Splits data set into training, validation, and inference, stratifying by exposure level.
Required Libraries: caret, dplyr
split_dataset(data, num_exposure_cats, treat_col, stratify_cols)
A data.frame with variable "treat" corresponding to exposure level.
the number of categories to bin the exposure level into for stratification.
Name of treatment(exposure column) in data.
List of columns that needs to be used in strarifying.

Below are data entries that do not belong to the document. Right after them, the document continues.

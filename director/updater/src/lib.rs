// This Source Code Form is subject to the terms of the Mozilla Public
// License, v. 2.0. If a copy of the MPL was not distributed with this
// file, You can obtain one at https://mozilla.org/MPL/2.0/.

//! Multi-instance-group update sequencing.
//!
//! A deployment's instance groups update in batches: maximal contiguous runs
//! of groups sharing the `serial` flag. Serial runs go one group at a time
//! with a cancellation checkpoint before each; parallel runs take one
//! checkpoint up front and then fan out onto a bounded tokio task pool. The
//! actual per-group convergence work lives behind [InstanceGroupUpdater].

use async_trait::async_trait;
use director_types::InstanceGroupSpec;
use itertools::Itertools;
use slog::info;
use slog::o;
use slog::Logger;
use std::sync::Arc;
use thiserror::Error;
use tokio::sync::Semaphore;
use tokio::task::JoinSet;

/// The default number of instance groups updated in parallel within one
/// non-serial batch.
pub const DEFAULT_MAX_PARALLEL_INSTANCE_GROUPS: usize = 32;

/// Converges every instance of one instance group. Implementations are
/// expected to be long-running and internally fallible; a returned error
/// means the group did not reach its desired state.
#[async_trait]
pub trait InstanceGroupUpdater: Send + Sync {
    async fn update(
        &self,
        group: Arc<InstanceGroupSpec>,
    ) -> Result<(), anyhow::Error>;
}

/// Cooperative cancellation point. Sequencers call this at batch boundaries;
/// a canceled task stops before the next group begins, never mid-group.
pub trait TaskCheckpoint: Send + Sync {
    fn checkpoint(&self) -> Result<(), UpdateError>;
}

#[derive(Debug, Error)]
pub enum UpdateError {
    #[error("task canceled")]
    Canceled,

    #[error("update of instance group '{group}' failed")]
    GroupUpdateFailed {
        group: String,
        #[source]
        source: anyhow::Error,
    },
}

/// Updates groups strictly one at a time, in input order, with a checkpoint
/// before each group.
pub struct SerialMultiInstanceGroupUpdater {
    updater: Arc<dyn InstanceGroupUpdater>,
    log: Logger,
}

impl SerialMultiInstanceGroupUpdater {
    pub fn new(updater: Arc<dyn InstanceGroupUpdater>, log: &Logger) -> Self {
        Self {
            updater,
            log: log.new(o!("component" => "SerialMultiInstanceGroupUpdater")),
        }
    }

    pub async fn update(
        &self,
        checkpoint: &dyn TaskCheckpoint,
        groups: &[Arc<InstanceGroupSpec>],
    ) -> Result<(), UpdateError> {
        for group in groups {
            checkpoint.checkpoint()?;
            info!(self.log, "updating instance group"; "group" => &group.name);
            self.updater.update(Arc::clone(group)).await.map_err(
                |source| UpdateError::GroupUpdateFailed {
                    group: group.name.clone(),
                    source,
                },
            )?;
        }
        Ok(())
    }
}

/// Updates groups concurrently on a bounded task pool.
///
/// One checkpoint covers the whole batch: no group update begins before it
/// returns, and there is no cancellation point between groups of the batch.
/// Each group is dispatched exactly once; every spawned update runs to
/// completion even when a sibling fails, and the first joined error wins.
pub struct ParallelMultiInstanceGroupUpdater {
    updater: Arc<dyn InstanceGroupUpdater>,
    max_parallel: usize,
    log: Logger,
}

impl ParallelMultiInstanceGroupUpdater {
    pub fn new(updater: Arc<dyn InstanceGroupUpdater>, log: &Logger) -> Self {
        Self::new_with_parallelism(
            updater,
            DEFAULT_MAX_PARALLEL_INSTANCE_GROUPS,
            log,
        )
    }

    pub fn new_with_parallelism(
        updater: Arc<dyn InstanceGroupUpdater>,
        max_parallel: usize,
        log: &Logger,
    ) -> Self {
        Self {
            updater,
            max_parallel,
            log: log
                .new(o!("component" => "ParallelMultiInstanceGroupUpdater")),
        }
    }

    pub async fn update(
        &self,
        checkpoint: &dyn TaskCheckpoint,
        groups: &[Arc<InstanceGroupSpec>],
    ) -> Result<(), UpdateError> {
        checkpoint.checkpoint()?;
        info!(
            self.log, "updating instance groups in parallel";
            "groups" => groups.len(),
            "max_parallel" => self.max_parallel,
        );

        let semaphore = Arc::new(Semaphore::new(self.max_parallel));
        let mut set: JoinSet<Result<(), UpdateError>> = JoinSet::new();
        for group in groups {
            let updater = Arc::clone(&self.updater);
            let group = Arc::clone(group);
            let semaphore = Arc::clone(&semaphore);
            set.spawn(async move {
                // Hold the permit for the whole group update.
                let _permit = semaphore
                    .acquire_owned()
                    .await
                    .expect("semaphore is never closed");
                updater.update(Arc::clone(&group)).await.map_err(|source| {
                    UpdateError::GroupUpdateFailed {
                        group: group.name.clone(),
                        source,
                    }
                })
            });
        }

        let mut first_error = None;
        while let Some(joined) = set.join_next().await {
            let result =
                joined.expect("instance group update task panicked");
            if let Err(error) = result {
                if first_error.is_none() {
                    first_error = Some(error);
                }
            }
        }
        match first_error {
            Some(error) => Err(error),
            None => Ok(()),
        }
    }
}

/// Splits the input into maximal contiguous runs sharing the `serial` flag
/// and executes the runs sequentially, serial runs through the serial
/// sequencer and the rest through the parallel one.
pub struct BatchMultiInstanceGroupUpdater {
    serial: SerialMultiInstanceGroupUpdater,
    parallel: ParallelMultiInstanceGroupUpdater,
    log: Logger,
}

impl BatchMultiInstanceGroupUpdater {
    pub fn new(
        updater: Arc<dyn InstanceGroupUpdater>,
        max_parallel: usize,
        log: &Logger,
    ) -> Self {
        Self {
            serial: SerialMultiInstanceGroupUpdater::new(
                Arc::clone(&updater),
                log,
            ),
            parallel: ParallelMultiInstanceGroupUpdater::new_with_parallelism(
                updater,
                max_parallel,
                log,
            ),
            log: log
                .new(o!("component" => "BatchMultiInstanceGroupUpdater")),
        }
    }

    pub async fn update(
        &self,
        checkpoint: &dyn TaskCheckpoint,
        groups: &[Arc<InstanceGroupSpec>],
    ) -> Result<(), UpdateError> {
        for (serial, batch) in
            &groups.iter().chunk_by(|group| group.update.serial)
        {
            let batch: Vec<Arc<InstanceGroupSpec>> =
                batch.map(Arc::clone).collect();
            info!(
                self.log, "starting update batch";
                "serial" => serial, "groups" => batch.len(),
            );
            if serial {
                self.serial.update(checkpoint, &batch).await?;
            } else {
                self.parallel.update(checkpoint, &batch).await?;
            }
        }
        Ok(())
    }
}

A data frame encompassing the original data with an additional column named
subsample, each data row is one of inference
, validation
, and
exploration
categories.
"%>%" <- magrittr::"%>%"
data <- generate_syn_data_het(
sample_size = 500, outcome_type = "continuous",
gps_spec = 1, em_spec = 1, cova_spec = 1,
heterogenous_intercept = FALSE,
em_as_confounder = FALSE, outcome_sd = 1, beta = 0.3)
treat_col <- "treat"
num_exposure_cats <- 5
a.vals <- seq(min(data[[treat_col]]),
max(data[[treat_col]]),
length.out = num_exposure_cats)
data <-
data %>%
dplyr::mutate(treat_level = cut(treat, breaks = a.vals))
sp_data <- split_dataset(data = data,
num_exposure_cats = num_exposure_cats,
treat_col = treat_col,
stratify_cols = c("em1", "em2", "em3", "em4"))